The government had said the initial proposal — endorsed by the House of Commons in June by a margin of only nine votes — was needed to fight the complex international terrorist threats facing Britain.
The issue has divided Britons in the years since the Sept. 11, 2001, attacks raised fears of terrorism. At the time, there was a two-day limit on detention without charge, which could be increased to seven days with court permission.
SUICIDE BOMBERS
The government’s effort to strengthen counterterrorism provisions gathered pace after suicide bombers killed 52 rush-hour commuters in London in July 2005.
But then-prime minister Tony Blair suffered his first major defeat in the House of Commons later that year when he tried to extend the limit to 90 days. Eventually, a 28-day limit was enacted — the longest detention period in 15 Western democracies studied by the British rights group Liberty, according to spokeswoman Jen Corlew.
A number of prominent politicians, writers and the Council of Europe had attacked the 42-day detention plan as a threat to civil liberties. The council, Europe’s top human rights watchdog, said the proposal would have imperiled the right to a fair trial.
Blair and his successor, Prime Minister Gordon Brown, have maintained that extra time is needed to build cases against terrorism suspects because of their extensive contacts overseas and their use of multiple computers.

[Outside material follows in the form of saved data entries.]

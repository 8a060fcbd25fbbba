use std::str::FromStr;

use sqlx::SqlitePool;
use sqlx::sqlite::{SqliteConnectOptions, SqlitePoolOptions};
use tracing::info;

const CREATE_EMPLOYEES: &str = r#"
CREATE TABLE IF NOT EXISTS employees (
    id TEXT PRIMARY KEY,
    name TEXT NOT NULL,
    email TEXT NOT NULL UNIQUE,
    department TEXT NOT NULL,
    created_at TIMESTAMP NOT NULL DEFAULT CURRENT_TIMESTAMP
)
"#;

const CREATE_ATTENDANCE: &str = r#"
CREATE TABLE IF NOT EXISTS attendance (
    id INTEGER PRIMARY KEY AUTOINCREMENT,
    employee_id TEXT NOT NULL REFERENCES employees (id) ON DELETE CASCADE,
    date TEXT NOT NULL,
    status TEXT NOT NULL CHECK (status IN ('Present', 'Absent')),
    UNIQUE (employee_id, date)
)
"#;

pub async fn init_db(database_url: &str) -> SqlitePool {
    let options = SqliteConnectOptions::from_str(database_url)
        .expect("Invalid DATABASE_URL")
        .create_if_missing(true)
        .foreign_keys(true);

    let pool = SqlitePoolOptions::new()
        .connect_with(options)
        .await
        .expect("Failed to connect to database");

    run_migrations(&pool)
        .await
        .expect("Failed to initialize database schema");

    pool
}

/// Idempotent; runs once at process start.
pub async fn run_migrations(pool: &SqlitePool) -> Result<(), sqlx::Error> {
    sqlx::query(CREATE_EMPLOYEES).execute(pool).await?;
    sqlx::query(CREATE_ATTENDANCE).execute(pool).await?;
    info!("Database schema ready");
    Ok(())
}

#[cfg(test)]
pub async fn test_pool() -> SqlitePool {
    let options = SqliteConnectOptions::from_str("sqlite::memory:")
        .unwrap()
        .foreign_keys(true);

    // A single connection keeps every statement on the same in-memory database
    let pool = SqlitePoolOptions::new()
        .max_connections(1)
        .connect_with(options)
        .await
        .unwrap();

    run_migrations(&pool).await.unwrap();
    pool
}
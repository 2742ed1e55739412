//! CSV export of a dataset
//!
//! Writes the header list followed by every row in order. Cells a row does
//! not carry are written empty.

use std::io::Write;
use std::path::Path;
use tracing::info;

use crate::app::models::Dataset;
use crate::{Error, Result};

/// Write a dataset as CSV to any writer, returning the number of data rows
pub fn write_dataset_to<W: Write>(dataset: &Dataset, writer: W) -> Result<usize> {
    let mut csv_writer = csv::WriterBuilder::new().flexible(false).from_writer(writer);

    csv_writer.write_record(dataset.headers())?;
    for row in dataset.rows() {
        csv_writer.write_record(
            dataset
                .headers()
                .iter()
                .map(|header| row.get(header).unwrap_or("")),
        )?;
    }

    csv_writer
        .flush()
        .map_err(|e| Error::io("Failed to flush CSV output", e))?;
    Ok(dataset.len())
}

/// Write a dataset to a CSV file, replacing any existing file
pub fn write_dataset(dataset: &Dataset, path: &Path) -> Result<usize> {
    let file = std::fs::File::create(path)
        .map_err(|e| Error::io(format!("Failed to create {}", path.display()), e))?;

    let written = write_dataset_to(dataset, std::io::BufWriter::new(file))?;
    info!("Exported {} rows to {}", written, path.display());
    Ok(written)
}
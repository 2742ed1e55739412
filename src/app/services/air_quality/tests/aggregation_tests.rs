//! Tests for altitude pairing, banding and interval parsing

use super::*;
use crate::Error;
use crate::app::services::air_quality::{AltitudeProfile, IntervalSpec, aggregate_by_altitude};

#[test]
fn test_all_keeps_row_order_and_pairing() {
    let dataset = Dataset::from_records(
        &[columns::RESISTANCE, columns::ALTITUDE],
        &[&["120", "30"], &["80", "10"], &["310", "20"]],
    );

    let profile = aggregate_by_altitude(&dataset, IntervalSpec::All).unwrap();
    let AltitudeProfile::Raw(points) = profile else {
        panic!("expected raw profile");
    };

    assert_eq!(points.len(), 3);
    assert_eq!((points[0].altitude, points[0].resistance), (30.0, 120.0));
    assert_eq!((points[1].altitude, points[1].resistance), (10.0, 80.0));
    assert_eq!((points[2].altitude, points[2].resistance), (20.0, 310.0));
}

#[test]
fn test_row_index_when_altitude_missing() {
    let dataset = create_resistance_only_dataset(&["100", "200", "300"]);

    let AltitudeProfile::Raw(points) = aggregate_by_altitude(&dataset, IntervalSpec::All).unwrap()
    else {
        panic!("expected raw profile");
    };
    let altitudes: Vec<f64> = points.iter().map(|p| p.altitude).collect();
    assert_eq!(altitudes, vec![0.0, 1.0, 2.0]);
}

#[test]
fn test_non_numeric_rows_skipped() {
    let dataset = Dataset::from_records(
        &[columns::RESISTANCE, columns::ALTITUDE],
        &[&["120", "30"], &["n/a", "40"], &["90", ""], &["70", "50"]],
    );

    let profile = aggregate_by_altitude(&dataset, IntervalSpec::All).unwrap();
    assert_eq!(profile.len(), 2);
}

#[test]
fn test_bands_sorted_and_averaged() {
    let dataset = Dataset::from_records(
        &[columns::RESISTANCE, columns::ALTITUDE],
        &[&["300", "120"], &["100", "10"], &["200", "140"], &["50", "-5"]],
    );

    let profile = aggregate_by_altitude(&dataset, IntervalSpec::Width(100.0)).unwrap();
    let AltitudeProfile::Bucketed(buckets) = profile else {
        panic!("expected bucketed profile");
    };

    assert_eq!(buckets.len(), 3);
    assert_eq!(buckets[0].band_start, -100.0);
    assert_eq!(buckets[0].count, 1);

    assert_eq!(buckets[1].band_start, 0.0);
    assert_eq!(buckets[1].resistance, 100.0);

    assert_eq!(buckets[2].band_start, 100.0);
    assert_eq!(buckets[2].count, 2);
    assert_eq!(buckets[2].altitude, 130.0);
    assert_eq!(buckets[2].resistance, 250.0);
}

#[test]
fn test_tiny_width_keeps_distinct_bands() {
    let dataset = Dataset::from_records(
        &[columns::RESISTANCE, columns::ALTITUDE],
        &[&["100", "20000"], &["300", "10000"]],
    );

    let profile = aggregate_by_altitude(&dataset, IntervalSpec::Width(1e-16)).unwrap();
    let AltitudeProfile::Bucketed(buckets) = profile else {
        panic!("expected bucketed profile");
    };

    assert_eq!(buckets.len(), 2);
    assert_eq!((buckets[0].altitude, buckets[0].count), (10000.0, 1));
    assert_eq!((buckets[1].altitude, buckets[1].count), (20000.0, 1));
    assert!((buckets[0].band_start - 10000.0).abs() < 1e-6);
    assert!((buckets[1].band_start - 20000.0).abs() < 1e-6);
}

#[test]
fn test_negative_zero_shares_zero_band() {
    let dataset = Dataset::from_records(
        &[columns::RESISTANCE, columns::ALTITUDE],
        &[&["100", "-0.0"], &["300", "0"]],
    );

    let AltitudeProfile::Bucketed(buckets) =
        aggregate_by_altitude(&dataset, IntervalSpec::Width(10.0)).unwrap()
    else {
        panic!("expected bucketed profile");
    };

    assert_eq!(buckets.len(), 1);
    assert_eq!(buckets[0].count, 2);
    assert_eq!(buckets[0].resistance, 200.0);
}

#[test]
fn test_aggregation_leaves_dataset_untouched() {
    let dataset = create_tiered_dataset();
    let before = dataset.clone();

    aggregate_by_altitude(&dataset, IntervalSpec::Width(250.0)).unwrap();
    assert_eq!(dataset, before);
}

#[test]
fn test_missing_resistance_column() {
    let dataset = Dataset::from_records(&[columns::ALTITUDE], &[&["10"]]);
    let err = aggregate_by_altitude(&dataset, IntervalSpec::All).unwrap_err();
    assert!(matches!(err, Error::NoAirQualitySignal { .. }));
}

#[test]
fn test_interval_parsing() {
    assert_eq!("all".parse::<IntervalSpec>().unwrap(), IntervalSpec::All);
    assert_eq!(" ALL ".parse::<IntervalSpec>().unwrap(), IntervalSpec::All);
    assert_eq!("50".parse::<IntervalSpec>().unwrap(), IntervalSpec::Width(50.0));

    assert!("0".parse::<IntervalSpec>().is_err());
    assert!("-10".parse::<IntervalSpec>().is_err());
    assert!("wide".parse::<IntervalSpec>().is_err());
    assert!("inf".parse::<IntervalSpec>().is_err());
}

#[test]
fn test_interval_serde_forms() {
    #[derive(serde::Deserialize)]
    struct Holder {
        interval: IntervalSpec,
    }

    let numeric: Holder = toml::from_str("interval = 50.0").unwrap();
    assert_eq!(numeric.interval, IntervalSpec::Width(50.0));

    let keyword: Holder = toml::from_str("interval = \"all\"").unwrap();
    assert_eq!(keyword.interval, IntervalSpec::All);

    assert!(toml::from_str::<Holder>("interval = -3.0").is_err());
}
//! Air-quality tiers derived from gas-sensor resistance
//!
//! Higher resistance on a metal-oxide gas sensor means fewer reducing gases
//! (VOCs) in the air. Readings in kΩ map to five fixed tiers.

use crate::constants::air_quality_thresholds as thresholds;
use serde::{Deserialize, Serialize};

/// Air-quality tier, ordered from best to worst
#[derive(Debug, Clone, Copy, PartialEq, Eq, Hash, PartialOrd, Ord, Serialize, Deserialize)]
#[serde(rename_all = "camelCase")]
pub enum QualityTier {
    Excellent,
    Good,
    Moderate,
    Poor,
    VeryPoor,
}

impl QualityTier {
    /// All tiers in table order, which is also the tie-break order
    pub const ALL: [QualityTier; 5] = [
        QualityTier::Excellent,
        QualityTier::Good,
        QualityTier::Moderate,
        QualityTier::Poor,
        QualityTier::VeryPoor,
    ];

    /// Tier for a resistance reading in kΩ
    ///
    /// Negative and non-finite readings have no tier.
    pub fn from_resistance(resistance: f64) -> Option<Self> {
        if !resistance.is_finite() || resistance < thresholds::VERY_POOR {
            return None;
        }

        let tier = if resistance >= thresholds::EXCELLENT {
            QualityTier::Excellent
        } else if resistance >= thresholds::GOOD {
            QualityTier::Good
        } else if resistance >= thresholds::MODERATE {
            QualityTier::Moderate
        } else if resistance >= thresholds::POOR {
            QualityTier::Poor
        } else {
            QualityTier::VeryPoor
        };
        Some(tier)
    }

    /// Inclusive lower bound and exclusive upper bound (open-ended for the top tier)
    pub fn range(&self) -> (f64, Option<f64>) {
        match self {
            QualityTier::Excellent => (thresholds::EXCELLENT, None),
            QualityTier::Good => (thresholds::GOOD, Some(thresholds::EXCELLENT)),
            QualityTier::Moderate => (thresholds::MODERATE, Some(thresholds::GOOD)),
            QualityTier::Poor => (thresholds::POOR, Some(thresholds::MODERATE)),
            QualityTier::VeryPoor => (thresholds::VERY_POOR, Some(thresholds::POOR)),
        }
    }

    /// Identifier used in reports
    pub fn key(&self) -> &'static str {
        match self {
            QualityTier::Excellent => "excellent",
            QualityTier::Good => "good",
            QualityTier::Moderate => "moderate",
            QualityTier::Poor => "poor",
            QualityTier::VeryPoor => "veryPoor",
        }
    }

    /// Human-readable label
    pub fn label(&self) -> &'static str {
        match self {
            QualityTier::Excellent => "Excellent",
            QualityTier::Good => "Good",
            QualityTier::Moderate => "Moderate",
            QualityTier::Poor => "Poor",
            QualityTier::VeryPoor => "Very poor",
        }
    }
}

impl std::fmt::Display for QualityTier {
    fn fmt(&self, f: &mut std::fmt::Formatter<'_>) -> std::fmt::Result {
        f.write_str(self.key())
    }
}

/// Resistance readings partitioned by tier
#[derive(Debug, Clone, Default, PartialEq, Serialize, Deserialize)]
#[serde(rename_all = "camelCase")]
pub struct QualityClassification {
    pub excellent: Vec<f64>,
    pub good: Vec<f64>,
    pub moderate: Vec<f64>,
    pub poor: Vec<f64>,
    pub very_poor: Vec<f64>,
}

impl QualityClassification {
    /// Readings in one tier, in input order
    pub fn values(&self, tier: QualityTier) -> &[f64] {
        match tier {
            QualityTier::Excellent => &self.excellent,
            QualityTier::Good => &self.good,
            QualityTier::Moderate => &self.moderate,
            QualityTier::Poor => &self.poor,
            QualityTier::VeryPoor => &self.very_poor,
        }
    }

    fn values_mut(&mut self, tier: QualityTier) -> &mut Vec<f64> {
        match tier {
            QualityTier::Excellent => &mut self.excellent,
            QualityTier::Good => &mut self.good,
            QualityTier::Moderate => &mut self.moderate,
            QualityTier::Poor => &mut self.poor,
            QualityTier::VeryPoor => &mut self.very_poor,
        }
    }

    pub fn count(&self, tier: QualityTier) -> usize {
        self.values(tier).len()
    }

    /// Number of classified readings across all tiers
    pub fn total(&self) -> usize {
        QualityTier::ALL.iter().map(|tier| self.count(*tier)).sum()
    }

    pub fn is_empty(&self) -> bool {
        self.total() == 0
    }

    /// Tiers with their readings, in table order
    pub fn iter(&self) -> impl Iterator<Item = (QualityTier, &[f64])> + '_ {
        QualityTier::ALL.into_iter().map(move |tier| (tier, self.values(tier)))
    }

    /// Share of classified readings in a tier, as a percentage
    pub fn percentage(&self, tier: QualityTier) -> f64 {
        let total = self.total();
        if total == 0 {
            0.0
        } else {
            (self.count(tier) as f64 / total as f64) * 100.0
        }
    }

    /// Tier with the most readings; ties go to the earliest tier in table order
    pub fn predominant_tier(&self) -> Option<QualityTier> {
        let mut best: Option<(QualityTier, usize)> = None;
        for tier in QualityTier::ALL {
            let count = self.count(tier);
            if count > best.map_or(0, |(_, best_count)| best_count) {
                best = Some((tier, count));
            }
        }
        best.map(|(tier, _)| tier)
    }
}

/// Partition resistance readings into quality tiers
///
/// Every finite, non-negative reading lands in exactly one tier; other
/// readings are left out.
pub fn classify(resistance_values: &[f64]) -> QualityClassification {
    let mut classification = QualityClassification::default();

    for &value in resistance_values {
        if let Some(tier) = QualityTier::from_resistance(value) {
            classification.values_mut(tier).push(value);
        }
    }

    classification
}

Andy Hayman, a former police officer who headed London’s counterterrorism operations until last year, has said an extension of the detention time allowed before charges are brought is needed to tackle increasingly complex terrorism cases.
There have been a number of thwarted or failed attacks in Britain since the 2005 commuter bombings. Two men are currently on trial for allegedly trying to ram a flaming Jeep into Glasgow airport in June last year after failing to detonate car bombs outside a London nightclub and bus stop.
Opponents of the 42-day measure note that there have not been any cases when 28 days were needed to evaluate a terrorism suspect, and say this shows that the extension to 42 days is unnecessary.
BOOST
The effort to stop the proposal received a boost this weekend when 42 prominent British writers banded together to denounce the plan as anti-democratic in essays, stories and satires.
Opposition legislator Chris Huhne of the Liberal Democrats called the House of Lords vote “a crushing defeat” for the government and said the government had “completely lost” the argument over the best way to combat terrorism.
The House of Lords, which is not elected, has seen its power curtailed in recent years by a series of reforms, but it still plays an important role by reviewing and voting on legislation passed by the House of Commons.